There is a lot of material out there that states, “If you have a near hive crashing situation from mite load in your hive, you can split the hive into two parts thus reducing the mite load in each hive”. Is this a true statement? Paula

Hello Paula,

The statement seems on the surface to offer a solution to the problem of a high mite level without having to use chemicals in the hive. If a hive has a near hive crashing mite load, does that mean it has more mites in it for the size of the hive (Bees and brood not physical space) they live in? If you agree with that statement, then by making an even split out of that hive, the mite level now will still be too high for the size of each split. (Bees and brood not physical space) It seems to me that you now have two splits with a near hive crashing mite load. Even if you re-queen both parts with a hygienic queen and allow each split to have a quick brood break by the re-queening process, the mite level is still too high in each split for the new queen to make a come-back. Medicating the hive is not an option for beekeepers like us who are chemical free.
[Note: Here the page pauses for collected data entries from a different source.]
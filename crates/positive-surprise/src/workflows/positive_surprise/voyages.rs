use std::collections::{BTreeSet, HashMap, HashSet};

use super::domain::{parse_sail_date, Table, TableError, Voyage, VoyageKey, VoyageListing};

/// Normalizes the upcoming voyage result: upper-cased ship and department,
/// one entry per (sail date, ship, department), ordered by ship name.
pub fn unique_voyage_list(table: &Table) -> Result<Vec<VoyageListing>, TableError> {
    table.require_column("SAIL_DATE")?;
    table.require_column("SHIP_NAME")?;
    table.require_column("DEPARTMENT")?;

    let mut seen = HashSet::new();
    let mut listing = Vec::new();

    for row in table.rows() {
        let raw_date = row.text("SAIL_DATE")?;
        let entry = VoyageListing {
            sail_date: parse_sail_date("SAIL_DATE", &raw_date)?,
            ship_name: row.text("SHIP_NAME")?.trim().to_uppercase(),
            department: row.text("DEPARTMENT")?.trim().to_uppercase(),
        };
        if seen.insert(entry.clone()) {
            listing.push(entry);
        }
    }

    listing.sort_by(|left, right| left.ship_name.cmp(&right.ship_name));
    Ok(listing)
}

/// Groups listing rows into voyages keyed by (ship, sail date), keeping the
/// order in which each voyage first appears.
pub fn group_voyages(listing: &[VoyageListing]) -> Vec<Voyage> {
    let mut positions: HashMap<VoyageKey, usize> = HashMap::new();
    let mut voyages: Vec<Voyage> = Vec::new();

    for entry in listing {
        let key = VoyageKey {
            ship_name: entry.ship_name.clone(),
            sail_date: entry.sail_date,
        };
        let index = *positions.entry(key.clone()).or_insert_with(|| {
            voyages.push(Voyage::new(key));
            voyages.len() - 1
        });
        voyages[index].add_department(&entry.department);
    }

    voyages
}

/// Distinct ship names in alphabetical order.
pub fn distinct_ships(listing: &[VoyageListing]) -> Vec<String> {
    listing
        .iter()
        .map(|entry| entry.ship_name.clone())
        .collect::<BTreeSet<_>>()
        .into_iter()
        .collect()
}

#[cfg(test)]
mod tests {
    use super::*;
    use chrono::NaiveDate;

    fn voyage_table(rows: &[(&str, &str, &str, &str)]) -> Table {
        let mut table = Table::new(["VOYAGE", "SHIP_NAME", "SAIL_DATE", "DEPARTMENT"]);
        for (voyage, ship, date, department) in rows {
            table
                .push_row(vec![
                    Some(voyage.to_string()),
                    Some(ship.to_string()),
                    Some(date.to_string()),
                    Some(department.to_string()),
                ])
                .expect("row fits");
        }
        table
    }

    #[test]
    fn listing_is_deduplicated_case_insensitively_and_sorted_by_ship() {
        let table = voyage_table(&[
            ("z610", "Zuiderdam", "2026-10-24", "Spa"),
            ("z610", "ZUIDERDAM", "2026-10-24", "SPA"),
            ("e611", "Eurodam", "2026-10-25", "casino"),
            ("z610", "zuiderdam", "2026-10-24", "Cabin"),
            ("e611", "Eurodam", "2026-10-25", "Casino"),
        ]);

        let listing = unique_voyage_list(&table).expect("listing builds");
        assert_eq!(listing.len(), 3);

        let ships: Vec<_> = listing.iter().map(|entry| entry.ship_name.as_str()).collect();
        assert_eq!(ships, ["EURODAM", "ZUIDERDAM", "ZUIDERDAM"]);

        let unique: HashSet<_> = listing.iter().collect();
        assert_eq!(unique.len(), listing.len());
        assert!(listing
            .iter()
            .all(|entry| entry.department == entry.department.to_uppercase()));
    }

    #[test]
    fn grouping_keeps_one_voyage_per_ship_and_date() {
        let table = voyage_table(&[
            ("z610", "ZUIDERDAM", "2026-10-24", "SPA"),
            ("z610", "ZUIDERDAM", "2026-10-24", "CASINO"),
            ("z617", "ZUIDERDAM", "2026-10-31", "SPA"),
            ("e611", "EURODAM", "2026-10-25", "SPA"),
        ]);
        let listing = unique_voyage_list(&table).expect("listing builds");
        let voyages = group_voyages(&listing);

        assert_eq!(voyages.len(), 3);
        assert_eq!(voyages[0].key.ship_name, "EURODAM");
        let first_zuiderdam = voyages
            .iter()
            .find(|voyage| {
                voyage.key.sail_date == NaiveDate::from_ymd_opt(2026, 10, 24).unwrap()
            })
            .expect("voyage present");
        assert_eq!(first_zuiderdam.departments(), ["spa", "casino"]);
    }

    #[test]
    fn missing_department_column_is_reported() {
        let mut table = Table::new(["SHIP_NAME", "SAIL_DATE"]);
        table
            .push_row(vec![Some("EURODAM".into()), Some("2026-10-25".into())])
            .expect("row fits");
        assert_eq!(
            unique_voyage_list(&table).expect_err("department required"),
            TableError::MissingColumn("DEPARTMENT".to_string())
        );
    }

    #[test]
    fn distinct_ships_are_sorted() {
        let table = voyage_table(&[
            ("z610", "ZUIDERDAM", "2026-10-24", "SPA"),
            ("k600", "KONINGSDAM", "2026-10-24", "SPA"),
            ("z617", "ZUIDERDAM", "2026-10-31", "SPA"),
        ]);
        let listing = unique_voyage_list(&table).expect("listing builds");
        assert_eq!(distinct_ships(&listing), ["KONINGSDAM", "ZUIDERDAM"]);
    }
}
Here is how I would handle this problem.

When you give the hive a brood break by re-queening, you are not reducing the immediate mite load in the hive. If the mite load in the hive was too high before you offer a brood break, the mite level will still be too high after a brood break. Adult mites will live for three or four months. They will be waiting around outside the cell (on the adult bees) until more brood appears. You are only reducing the amount of brood that is available to the mite for further reproduction when you give a short brood break. It only helps the mite level from increasing even further than it already is. It will not reduce the current levels in the hive. You need to do more in order to save the hive.

Giving a brood break is only effective if there is some other measure being used in conjunction with it. For the chemical free beekeepers like ourselves, powdered sugar treatments should be used along with that brood break. Since the brood level has been reduced, most of the mites are forced to be on the outside of the cells. Now is the perfect time to perform a powdered sugar treatment to dislodge the mites from there host, the adult bee. You should re-queen the hive with a more hygienic queen during this period. Whether you split the hive into two parts or leave the hive as one, the fact is that the mite level is too high. The procedure for resolving the issue will be the same.

In my book, “Beekeeping: A Personal Journey”, I describe the proper way to perform a powdered sugar treatment. A quick review: One cup of powdered sugar per box. (Separate boxes for treatment.) Treat once a week for “Four” weeks. (Not three weeks like most books and experts tell you to do.) You need to cover the Drone brood (Which is where 80% of the mite infestation is found.) that hatches out in twenty-four days unlike worker brood that hatches out in twenty-one days or three weeks. Perform the full treatment again after the first full treatment if the mite level remains too high. By doing this, you are reducing the current level of “exposed” mite load and giving the new hygienic queen brood an opportunity to hatch out and take care of the mites by themselves.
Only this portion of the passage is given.